Because they would be judged useless or dangerous, follies or crimes, Bacon had to dissimulate his thoughts, not the thoughts necessary for handing on the lamp of the new natural science, but the thoughts behind those thoughts, their reasons or grounds. (Lampert 1993, 26 emphasis added)

Bacon does indeed provide in New Atlantis and elsewhere information necessary for the carrying out of normal business. He does not, however, openly pronounce the reasons behind these reasons. Of all the characters one encounters in Bensalem, each fulfills an important and necessary role in the ideal -- if we can call it that -- Baconian regime. None, however -- or almost none -- fulfill the role Bacon plays in the crafting of the fable.

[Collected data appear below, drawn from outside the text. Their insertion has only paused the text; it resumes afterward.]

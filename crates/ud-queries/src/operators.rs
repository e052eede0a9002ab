//! Filter operators
//!
//! The operator list for a semantic type is the only gate between the rule
//! builder and the encoder: it populates the operator picker and validates
//! every rule before it is accepted into a [`crate::RuleSet`].

use serde::{Deserialize, Serialize};
use std::fmt;
use std::str::FromStr;
use ud_core::ContractError;

use crate::catalog::{FieldDescriptor, SemanticType};

/// Filter operators that can be applied to a field
#[derive(Debug, Clone, Copy, PartialEq, Eq, Hash, Serialize, Deserialize)]
#[serde(rename_all = "snake_case")]
pub enum Operator {
    /// Exact match
    Equals,
    /// Partial text match
    Contains,
    /// Greater than (sent as the lower bound)
    Gt,
    /// Less than (sent as the upper bound)
    Lt,
    /// Between `value` and `value_to`
    Between,
    /// Field has no value
    IsEmpty,
    /// Field has a value
    IsFull,
}

/// Number of value inputs an operator takes
#[derive(Debug, Clone, Copy, PartialEq, Eq)]
pub enum Arity {
    None,
    One,
    Two,
}

impl Operator {
    pub fn as_str(&self) -> &'static str {
        match self {
            Self::Equals => "equals",
            Self::Contains => "contains",
            Self::Gt => "gt",
            Self::Lt => "lt",
            Self::Between => "between",
            Self::IsEmpty => "is_empty",
            Self::IsFull => "is_full",
        }
    }

    pub fn arity(&self) -> Arity {
        match self {
            Self::IsEmpty | Self::IsFull => Arity::None,
            Self::Between => Arity::Two,
            Self::Equals | Self::Contains | Self::Gt | Self::Lt => Arity::One,
        }
    }

    /// `is_empty` / `is_full`
    pub fn is_null_check(&self) -> bool {
        self.arity() == Arity::None
    }

    /// `gt` / `lt` / `between`
    pub fn is_range(&self) -> bool {
        matches!(self, Self::Gt | Self::Lt | Self::Between)
    }
}

impl fmt::Display for Operator {
    fn fmt(&self, f: &mut fmt::Formatter<'_>) -> fmt::Result {
        f.write_str(self.as_str())
    }
}

impl FromStr for Operator {
    type Err = String;

    fn from_str(s: &str) -> Result<Self, Self::Err> {
        match s {
            "equals" => Ok(Self::Equals),
            "contains" => Ok(Self::Contains),
            "gt" => Ok(Self::Gt),
            "lt" => Ok(Self::Lt),
            "between" => Ok(Self::Between),
            "is_empty" => Ok(Self::IsEmpty),
            "is_full" => Ok(Self::IsFull),
            other => Err(format!("unknown operator '{}'", other)),
        }
    }
}

const EQUALS_ONLY: &[Operator] = &[Operator::Equals];
const ID_OPERATORS: &[Operator] = &[Operator::Equals, Operator::IsEmpty, Operator::IsFull];
const TEXT_OPERATORS: &[Operator] = &[
    Operator::Equals,
    Operator::Contains,
    Operator::IsEmpty,
    Operator::IsFull,
];
const RANGE_OPERATORS: &[Operator] = &[
    Operator::Gt,
    Operator::Lt,
    Operator::Between,
    Operator::IsEmpty,
    Operator::IsFull,
];

/// Legal operators for a semantic type, in picker order
pub fn operators_for(semantic_type: SemanticType) -> &'static [Operator] {
    match semantic_type {
        SemanticType::Counter | SemanticType::Boolean => EQUALS_ONLY,
        SemanticType::IdNumber => ID_OPERATORS,
        SemanticType::Text => TEXT_OPERATORS,
        SemanticType::RangeNumber | SemanticType::Unix | SemanticType::Datetime => RANGE_OPERATORS,
    }
}

/// Reject an operator the field's type does not allow
pub fn ensure_allowed(field: &FieldDescriptor, operator: Operator) -> Result<(), ContractError> {
    if operators_for(field.semantic_type).contains(&operator) {
        Ok(())
    } else {
        Err(ContractError::IllegalOperator {
            field: field.name.to_string(),
            operator: operator.to_string(),
            semantic_type: field.semantic_type.to_string(),
        })
    }
}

As is often the case in narrated tales, the narrator is frequently overlooked by those investigating New Atlantis. The narrator provides an image of and guide for the potential future philosophic legislator. From the beginning, he is open to wonder (NA 37), observant, and attentive to detail without losing sight of the whole. When others are rapt with passion, the narrator is sober (43-4). In Joabin he is able to separate wisdom from opinions or “dreams” (65). In the end, he goes abroad to publish his account “for the good of other nations” (83). On this last point, one must remember that the account we have read is ostensibly the account he has provided and, thus, must attribute all we have said about Bacon and his care in writing to the narrator as well. His journey throughout the story has been one of a philosophic education and appears to have risen to Bacon’s height himself insofar as we must at some point collapse the figurative author into the real. He seems even to have learned, as Bacon attributes to a philosopher displaying his wisdom in a tale told in his presentation of civil knowledge in de Augmentis, “how to hold his tongue,” and art which Bacon says immediately after the “old story” that he will “now teach by my own example” (DA VIII.1). By following the narrator, we can see Bacon's intent in writing the New Atlantis. It does not provide an ideal "frame of laws," nor does it depict a perfect ruler suited to direct Baconian politics in the wake of the success of his scientific and theological program. Rather, it directs one toward the questions one must ask and answer in order to be an effective ruler. This ruler possesses knowledge of the nature and causes of things in nature, namely of human nature, as we see in the members of Salomon's House. But the ruler also possesses the skills and practical wisdom we see in Joabin, and elsewhere in Henry VII. These are the skills a statesman must possess, and New Atlantis is Bacon's attempt to initiate statesmen into political life who possess the capacity to rule rather than to provide an outline for ambitious men to follow who may lack the perspective to conduct political affairs with an eye toward the beneficial public benefit rather than their private good.

Works Cited
Bacon, Francis. 1860-1864. de Dignitate et Augmentis Scientarum. In The Works of Francis Bacon, ed. James Spedding, Robert Leslie Ellis, and Douglas Denon Heath. 15 vols. Boston: Houghton Mifflin and Company.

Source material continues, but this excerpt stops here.